🤖 AI Summary
This work addresses the limitations of existing vision-language navigation models, which struggle to efficiently locate unseen objects due to insufficient spatiotemporal reasoning capabilities, while complex reasoning mechanisms often incur prohibitive computational costs. To overcome this, we propose Hydra-Nav, a unified architecture inspired by the dual-process theory in cognitive science, which adaptively switches between a “slow system” for high-level planning and historical analysis and a “fast system” for efficient action execution. Our approach integrates large vision-language models with spatial-action alignment, memory-reasoning fusion, and iterative rejection fine-tuning, trained via a three-stage curriculum strategy. We introduce a new metric, SOT, to evaluate search efficiency under varying reasoning intensities.
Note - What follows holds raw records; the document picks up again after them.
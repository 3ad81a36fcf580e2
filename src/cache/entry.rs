//! Cache Entry Module
//!
//! Defines the structure for individual cache entries with TTL support.

use std::any::{type_name, Any};
use std::fmt;
use std::sync::Arc;
use std::time::Duration;

use tokio::time::Instant;

use crate::cache::ttl::MAX_TTL;

// == Cache Entry ==
/// A memoized result together with its lifetime.
///
/// The value is type-erased so one table can hold the results of every
/// wrapped read; callers recover it with [`CacheEntry::downcast`].
#[derive(Clone)]
pub struct CacheEntry {
    /// The stored value
    value: Arc<dyn Any + Send + Sync>,
    /// Name of the stored type, kept for collision diagnostics
    type_name: &'static str,
    /// When the entry was stored
    pub created_at: Instant,
    /// Instant from which the entry is stale
    pub expires_at: Instant,
}

impl CacheEntry {
    // == Constructor ==
    /// Creates a new cache entry that expires `ttl` from now, with `ttl`
    /// clamped to [`MAX_TTL`].
    pub fn new<T>(value: Arc<T>, ttl: Duration) -> Self
    where
        T: Send + Sync + 'static,
    {
        let now = Instant::now();
        Self {
            value,
            type_name: type_name::<T>(),
            created_at: now,
            expires_at: now + ttl.min(MAX_TTL),
        }
    }

    // == Is Expired ==
    /// Checks if the entry has expired.
    ///
    /// Boundary condition: an entry is expired once the current time is
    /// greater than or equal to the expiration time, so a value is never
    /// served for any instant past its full TTL.
    pub fn is_expired(&self) -> bool {
        self.is_expired_at(Instant::now())
    }

    /// Same as [`CacheEntry::is_expired`] against a caller-supplied clock reading.
    pub fn is_expired_at(&self, now: Instant) -> bool {
        now >= self.expires_at
    }

    // == Time To Live ==
    /// Returns the remaining lifetime, zero once expired.
    pub fn ttl_remaining(&self) -> Duration {
        self.expires_at.saturating_duration_since(Instant::now())
    }

    // == Downcast ==
    /// Returns the stored value if it is a `T`.
    pub fn downcast<T>(&self) -> Option<Arc<T>>
    where
        T: Send + Sync + 'static,
    {
        Arc::clone(&self.value).downcast::<T>().ok()
    }

    /// Name of the stored value's type.
    pub fn type_name(&self) -> &'static str {
        self.type_name
    }
}

impl fmt::Debug for CacheEntry {
    fn fmt(&self, f: &mut fmt::Formatter<'_>) -> fmt::Result {
        f.debug_struct("CacheEntry")
            .field("type_name", &self.type_name)
            .field("created_at", &self.created_at)
            .field("expires_at", &self.expires_at)
            .finish()
    }
}

// == Unit Tests ==
#[cfg(test)]
mod tests {
    use super::*;

    #[tokio::test(start_paused = true)]
    async fn test_entry_not_expired_within_ttl() {
        let entry = CacheEntry::new(Arc::new("rows".to_string()), Duration::from_secs(60));

        assert!(!entry.is_expired());
        tokio::time::advance(Duration::from_secs(59)).await;
        assert!(!entry.is_expired());
    }

    #[tokio::test(start_paused = true)]
    async fn test_entry_expiration() {
        let entry = CacheEntry::new(Arc::new(1u32), Duration::from_secs(1));

        tokio::time::advance(Duration::from_millis(1100)).await;

        assert!(entry.is_expired());
        assert_eq!(entry.ttl_remaining(), Duration::ZERO);
    }

    #[tokio::test(start_paused = true)]
    async fn test_expiration_boundary_condition() {
        let entry = CacheEntry::new(Arc::new(1u32), Duration::from_secs(10));

        assert!(!entry.is_expired_at(entry.expires_at - Duration::from_millis(1)));
        assert!(entry.is_expired_at(entry.expires_at), "Entry should be expired at boundary");
    }

    #[tokio::test(start_paused = true)]
    async fn test_ttl_remaining() {
        let entry = CacheEntry::new(Arc::new(1u32), Duration::from_secs(10));

        tokio::time::advance(Duration::from_secs(4)).await;
        assert_eq!(entry.ttl_remaining(), Duration::from_secs(6));
    }

    #[tokio::test(start_paused = true)]
    async fn test_oversized_ttl_is_clamped() {
        let entry = CacheEntry::new(Arc::new(1u32), Duration::from_secs(u64::MAX));

        assert_eq!(entry.ttl_remaining(), MAX_TTL);
        assert!(!entry.is_expired());
    }

    #[test]
    fn test_downcast_same_type_shares_allocation() {
        let rows = Arc::new(vec![1u32, 2, 3]);
        let entry = CacheEntry::new(Arc::clone(&rows), Duration::from_secs(60));

        let recovered = entry.downcast::<Vec<u32>>().unwrap();
        assert!(Arc::ptr_eq(&rows, &recovered));
    }

    #[test]
    fn test_downcast_wrong_type() {
        let entry = CacheEntry::new(Arc::new(vec![1u32]), Duration::from_secs(60));

        assert!(entry.downcast::<String>().is_none());
        assert_eq!(entry.type_name(), type_name::<Vec<u32>>());
    }
}
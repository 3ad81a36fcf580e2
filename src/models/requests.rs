//! Request DTOs for the admin API
//!
//! Defines the structure of incoming HTTP request bodies.

use serde::Deserialize;

/// Request body for prefix invalidation (POST /cache/invalidate)
#[derive(Debug, Clone, Deserialize)]
pub struct InvalidateRequest {
    /// Every key starting with this string is removed
    pub prefix: String,
}

impl InvalidateRequest {
    /// Validates the request data
    ///
    /// Returns an error message if validation fails, None if valid.
    pub fn validate(&self) -> Option<String> {
        if self.prefix.is_empty() {
            return Some("Prefix cannot be empty; use DELETE /cache to clear everything".to_string());
        }
        None
    }
}
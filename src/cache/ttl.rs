//! TTL tiers
//!
//! Staleness budgets per class of data. These are policy; the cache itself
//! accepts any positive duration.

use std::time::Duration;

use serde::Serialize;

/// Class of data, from frequently mutated listings to pricing tables.
#[derive(Debug, Clone, Copy, PartialEq, Eq, Hash, Serialize)]
#[serde(rename_all = "snake_case")]
pub enum TtlTier {
    /// Listings that change with every pipeline move
    Short,
    /// Detail views
    Medium,
    /// Reference content such as knowledge-base articles
    Long,
    VeryLong,
    /// Pricing rows, updated on an operational cadence
    Pricing,
}

impl TtlTier {
    pub const ALL: [TtlTier; 5] = [
        TtlTier::Short,
        TtlTier::Medium,
        TtlTier::Long,
        TtlTier::VeryLong,
        TtlTier::Pricing,
    ];

    /// Built-in duration in seconds.
    pub const fn default_secs(self) -> u64 {
        match self {
            TtlTier::Short => 60,
            TtlTier::Medium => 300,
            TtlTier::Long => 900,
            TtlTier::VeryLong => 3600,
            TtlTier::Pricing => 86_400,
        }
    }
}

/// Longest lifetime an entry can be given. Longer TTLs are clamped to it.
pub const MAX_TTL: Duration = Duration::from_secs(10 * 365 * 24 * 60 * 60);

// == TTL Policy ==
/// Concrete duration for every tier.
#[derive(Debug, Clone, Copy, PartialEq, Eq)]
pub struct TtlPolicy {
    pub short: Duration,
    pub medium: Duration,
    pub long: Duration,
    pub very_long: Duration,
    pub pricing: Duration,
}

impl TtlPolicy {
    pub fn ttl(&self, tier: TtlTier) -> Duration {
        match tier {
            TtlTier::Short => self.short,
            TtlTier::Medium => self.medium,
            TtlTier::Long => self.long,
            TtlTier::VeryLong => self.very_long,
            TtlTier::Pricing => self.pricing,
        }
    }
}

impl Default for TtlPolicy {
    fn default() -> Self {
        let secs = |tier: TtlTier| Duration::from_secs(tier.default_secs());
        Self {
            short: secs(TtlTier::Short),
            medium: secs(TtlTier::Medium),
            long: secs(TtlTier::Long),
            very_long: secs(TtlTier::VeryLong),
            pricing: secs(TtlTier::Pricing),
        }
    }
}
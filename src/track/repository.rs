//! Handle tracking requests.

use async_trait::async_trait;
use sqlx::{Pool, Postgres};

use crate::error::Result;
use crate::track::{TrackRequest, TrackService};

#[derive(Clone)]
pub struct TrackRepository {
    pool: Pool<Postgres>,
}

impl TrackRepository {
    /// Create a new [`TrackRepository`].
    pub fn new(pool: Pool<Postgres>) -> Self {
        Self { pool }
    }
}

#[async_trait]
impl TrackService for TrackRepository {
    async fn add(&self, track: &TrackRequest) -> Result<()> {
        sqlx::query(
            r#"INSERT INTO tracks (user_id, source, time, ipv4, ipv6)
                VALUES ($1, $2, $3, $4, $5)"#,
        )
        .bind(track.user_id)
        .bind(&track.source)
        .bind(track.time)
        .bind(track.ipv4())
        .bind(track.ipv6())
        .execute(&self.pool)
        .await?;

        Ok(())
    }

    async fn count_since(&self, track: &TrackRequest, since: i64) -> Result<i64> {
        let count = sqlx::query_scalar::<_, i64>(
            r#"SELECT COUNT(*)
                FROM tracks
                WHERE source = $1
                    AND time >= $2
                    AND (ipv4 = $3 OR ipv6 = $4)"#,
        )
        .bind(&track.source)
        .bind(since)
        .bind(track.ipv4())
        .bind(track.ipv6())
        .fetch_one(&self.pool)
        .await?;

        Ok(count)
    }
}
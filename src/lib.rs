//! Keyward resolves login attempts through an ordered set of pluggable
//! authentication providers, with tracking of failed attempts.

#![forbid(unsafe_code)]

pub mod config;
pub mod crypto;
pub mod database;
pub mod error;
pub mod ldap;
pub mod login;
pub mod provider;
mod router;
pub mod service;
pub mod telemetry;
#[cfg(test)]
mod testing;
pub mod track;
pub mod user;

use std::path::PathBuf;
use std::sync::Arc;
use std::time::Duration;

use axum::Router;
use axum::body::Bytes;
use axum::http::{Method, StatusCode, header};
use axum::routing::{get, post};
use metrics_exporter_prometheus::PrometheusHandle;
use tower::ServiceBuilder;
use tower_http::LatencyUnit;
use tower_http::cors::{Any, CorsLayer};
use tower_http::sensitive_headers::SetSensitiveHeadersLayer;
use tower_http::timeout::TimeoutLayer;
use tower_http::trace::{
    DefaultMakeSpan, DefaultOnRequest, DefaultOnResponse, TraceLayer,
};

use error::ServerError;
use ldap::LdapDirectory;
use login::LoginService;
use provider::{
    BrowserAuthProvider, BrowserIdentity, DatabaseAuthProvider,
    LdapAuthProvider, ProviderKind,
};
use service::{AuthPolicy, AuthProviderService};
use track::{TrackService, Tracker};
use user::{UserPassService, UserService};

/// MUST NEVER be used in production.
#[cfg(test)]
pub async fn make_request(
    app: Router,
    method: Method,
    path: &str,
    headers: &[(&str, &str)],
    body: String,
) -> axum::http::Response<axum::body::Body> {
    use axum::extract::Request;
    use tower::util::ServiceExt;

    let mut request = Request::builder()
        .method(method)
        .uri(path)
        .header(header::CONTENT_TYPE, "application/json");
    for (name, value) in headers {
        request = request.header(*name, *value);
    }

    app.oneshot(request.body(axum::body::Body::from(body)).unwrap())
        .await
        .unwrap()
}

/// State sharing between routes.
#[derive(Clone)]
pub struct AppState {
    pub config: Arc<config::Configuration>,
    pub users: Arc<dyn UserService>,
    pub passwords: Arc<dyn UserPassService>,
    pub tracks: Arc<dyn TrackService>,
    pub ldap: Option<Arc<dyn LdapDirectory>>,
    pub hash: Arc<crypto::Hash>,
    pub metrics: Option<PrometheusHandle>,
}

impl AppState {
    /// Build the provider pipeline of one login attempt.
    ///
    /// A fresh pipeline is built for every request so nothing registered for
    /// one attempt leaks into another.
    pub fn auth_service(
        &self,
        identity: Option<BrowserIdentity>,
    ) -> error::Result<AuthProviderService> {
        let mut auth = AuthProviderService::new(
            Arc::clone(&self.users),
            AuthPolicy::from(&self.config.auth),
        );

        for kind in self.config.enabled_providers() {
            match kind {
                ProviderKind::Browser => {
                    let browser = self.config.browser.clone().unwrap_or_default();
                    auth.register(Box::new(BrowserAuthProvider::new(
                        identity.clone(),
                        browser.domain,
                        browser.authoritative,
                    )))?;
                },
                ProviderKind::Ldap => {
                    let directory = self.ldap.clone().ok_or_else(|| {
                        ServerError::Configuration(
                            "LDAP enabled but no directory initialized".into(),
                        )
                    })?;
                    let authoritative = self
                        .config
                        .ldap
                        .as_ref()
                        .is_some_and(|ldap| ldap.authoritative);
                    auth.register(Box::new(LdapAuthProvider::new(
                        directory,
                        authoritative,
                    )))?;
                },
                ProviderKind::Database => {
                    auth.register(Box::new(DatabaseAuthProvider::new(
                        Arc::clone(&self.users),
                        Arc::clone(&self.passwords),
                        Arc::clone(&self.hash),
                    )))?;
                },
            }
        }

        Ok(auth)
    }

    /// Login flow bound to the tracking store.
    pub fn login_service(&self) -> LoginService {
        LoginService::new(Tracker::new(
            Arc::clone(&self.tracks),
            self.config.track.max_attempts,
            self.config.track.window,
        ))
    }
}

/// Create router.
pub fn app(state: AppState) -> Router {
    let middleware = ServiceBuilder::new()
        // Add high level tracing/logging to all requests.
        .layer(
            TraceLayer::new_for_http()
                .on_body_chunk(|chunk: &Bytes, latency: Duration, _span: &tracing::Span| {
                    tracing::trace!(size_bytes = chunk.len(), latency = ?latency, "sending body chunk")
                })
                .make_span_with(DefaultMakeSpan::new().include_headers(true).level(tracing::Level::INFO))
                .on_request(DefaultOnRequest::new())
                .on_response(DefaultOnResponse::new().include_headers(true).latency_unit(LatencyUnit::Micros)),
        )
        // Set a timeout.
        .layer(TimeoutLayer::with_status_code(StatusCode::REQUEST_TIMEOUT, Duration::from_secs(30)))
        // Remove senstive headers from trace.
        .layer(SetSensitiveHeadersLayer::new([header::AUTHORIZATION, header::COOKIE]))
        // Add CORS preflight support.
        .layer(
            CorsLayer::new()
                .allow_origin(Any)
                .allow_methods([Method::GET, Method::POST, Method::OPTIONS])
                .allow_headers(Any),
        );

    Router::new()
        // `GET /status.json` goes to `status`.
        .route("/status.json", get(router::status::status))
        // `GET /metrics` goes to `metrics`.
        .route("/metrics", get(router::status::metrics))
        // `POST /rpc` goes to the JSON-RPC dispatcher.
        .route("/rpc", post(router::rpc::handler))
        .with_state(state)
        .layer(middleware)
}

/// Initialize the application state.
pub async fn initialize_state() -> Result<AppState, Box<dyn std::error::Error>> {
    // read configuration file. let it in memory.
    let path = std::env::var("CONFIG_PATH")
        .map(PathBuf::from)
        .unwrap_or_default();
    let config = config::Configuration::default().path(path).read()?;

    let Some(pg) = &config.postgres else {
        tracing::error!("missing `postgres` entry on `config.yaml` file");
        return Err(ServerError::Configuration("missing `postgres` entry".into()).into());
    };

    let db = database::Database::connect(pg).await?;

    // execute migrations scripts on start.
    sqlx::migrate!().run(&db.postgres).await?;

    let key = std::env::var("KEY").map_err(|_| {
        ServerError::Configuration("missing `KEY` environnement variable".into())
    })?;
    let hash = Arc::new(crypto::Hash::new(key, config.argon2.clone())?);

    // initialize LDAP.
    let ldap = match &config.ldap {
        Some(cfg) => {
            let directory = ldap::Ldap::new(ldap::LdapConfig::try_from(cfg)?);
            Some(Arc::new(directory) as Arc<dyn LdapDirectory>)
        },
        None => None,
    };

    let users = Arc::new(user::UserRepository::new(db.postgres.clone()));
    let passwords = Arc::new(user::UserPassManager::new(
        db.postgres.clone(),
        Arc::clone(&hash),
    ));
    let tracks = Arc::new(track::TrackRepository::new(db.postgres.clone()));

    tracing::info!(
        providers = ?config.enabled_providers(),
        "authentication pipeline configured"
    );

    Ok(AppState {
        config,
        users,
        passwords,
        tracks,
        ldap,
        hash,
        metrics: None,
    })
}
//! Telemetry logic.
//! Support tracing, metrics and logging.

use metrics::Unit;
use metrics_exporter_prometheus::{BuildError, PrometheusBuilder, PrometheusHandle};
use tracing_subscriber::EnvFilter;

use crate::provider::{AuthResult, DenyReason};

/// Install the global `fmt` subscriber, filtered by `RUST_LOG`.
pub fn setup_tracing() {
    let filter = EnvFilter::try_from_default_env()
        .unwrap_or_else(|_| EnvFilter::new("info"));

    tracing_subscriber::fmt().with_env_filter(filter).init();
}

/// Create recorder for Prometheus metrics.
pub fn setup_metrics_recorder() -> Result<PrometheusHandle, BuildError> {
    metrics::describe_counter!(
        "auth_attempts_total",
        Unit::Count,
        "Provider answers, by provider and outcome."
    );
    metrics::describe_counter!(
        "auth_lockouts_total",
        Unit::Count,
        "Login attempts refused because of too many failures."
    );

    PrometheusBuilder::new().install_recorder()
}

/// Label of a provider answer.
fn outcome_label(result: &AuthResult) -> &'static str {
    match result.deny_reason() {
        None => "granted",
        Some(DenyReason::Unavailable(_)) => "unavailable",
        Some(_) => "denied",
    }
}

/// Log and count one provider answer.
pub fn record_attempt(login: &str, result: &AuthResult) {
    let outcome = outcome_label(result);

    match result.deny_reason() {
        Some(DenyReason::Unavailable(detail)) => tracing::warn!(
            provider = %result.provider,
            login,
            %detail,
            "provider unavailable, counted as denial"
        ),
        reason => tracing::info!(
            provider = %result.provider,
            login,
            granted = result.granted(),
            authoritative = result.authoritative,
            ?reason,
            "authentication attempt"
        ),
    }

    metrics::counter!(
        "auth_attempts_total",
        "provider" => result.provider.as_str(),
        "outcome" => outcome
    )
    .increment(1);
}

/// Count a refused login because of lockout.
pub fn record_lockout(source: &str) {
    metrics::counter!("auth_lockouts_total", "source" => source.to_owned())
        .increment(1);
}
Hydra-Nav achieves significant performance gains, improving success rates by 11.1%, 17.4%, and 21.2% on the HM3D, MP3D, and OVON benchmarks, respectively, outperforming current state-of-the-art methods.
📝 Abstract
While large vision-language models (VLMs) show promise for object goal navigation, current methods still struggle with low success rates and inefficient localization of unseen objects--failures primarily attributed to weak temporal-spatial reasoning. Meanwhile, recent attempts to inject reasoning into VLM-based agents improve success rates but incur substantial computational overhead. To address both the ineffectiveness and inefficiency of existing approaches, we introduce Hydra-Nav, a unified VLM architecture that adaptively switches between a deliberative slow system for analyzing exploration history and formulating high-level plans, and a reactive fast system for efficient execution. We train Hydra-Nav through a three-stage curriculum: (i) spatial-action alignment to strengthen trajectory planning, (ii) memory-reasoning integration to enhance temporal-spatial reasoning over long-horizon exploration, and (iii) iterative rejection fine-tuning to enable selective reasoning at critical decision points. Extensive experiments demonstrate that Hydra-Nav achieves state-of-the-art performance on the HM3D, MP3D, and OVON benchmarks, outperforming the second-best methods by 11.1%, 17.4%, and 21.2%, respectively. Furthermore, we introduce SOT (Success weighted by Operation Time), a new metric to measure search efficiency across VLMs with varying reasoning intensity. Results show that adaptive reasoning significantly enhances search efficiency over fixed-frequency baselines.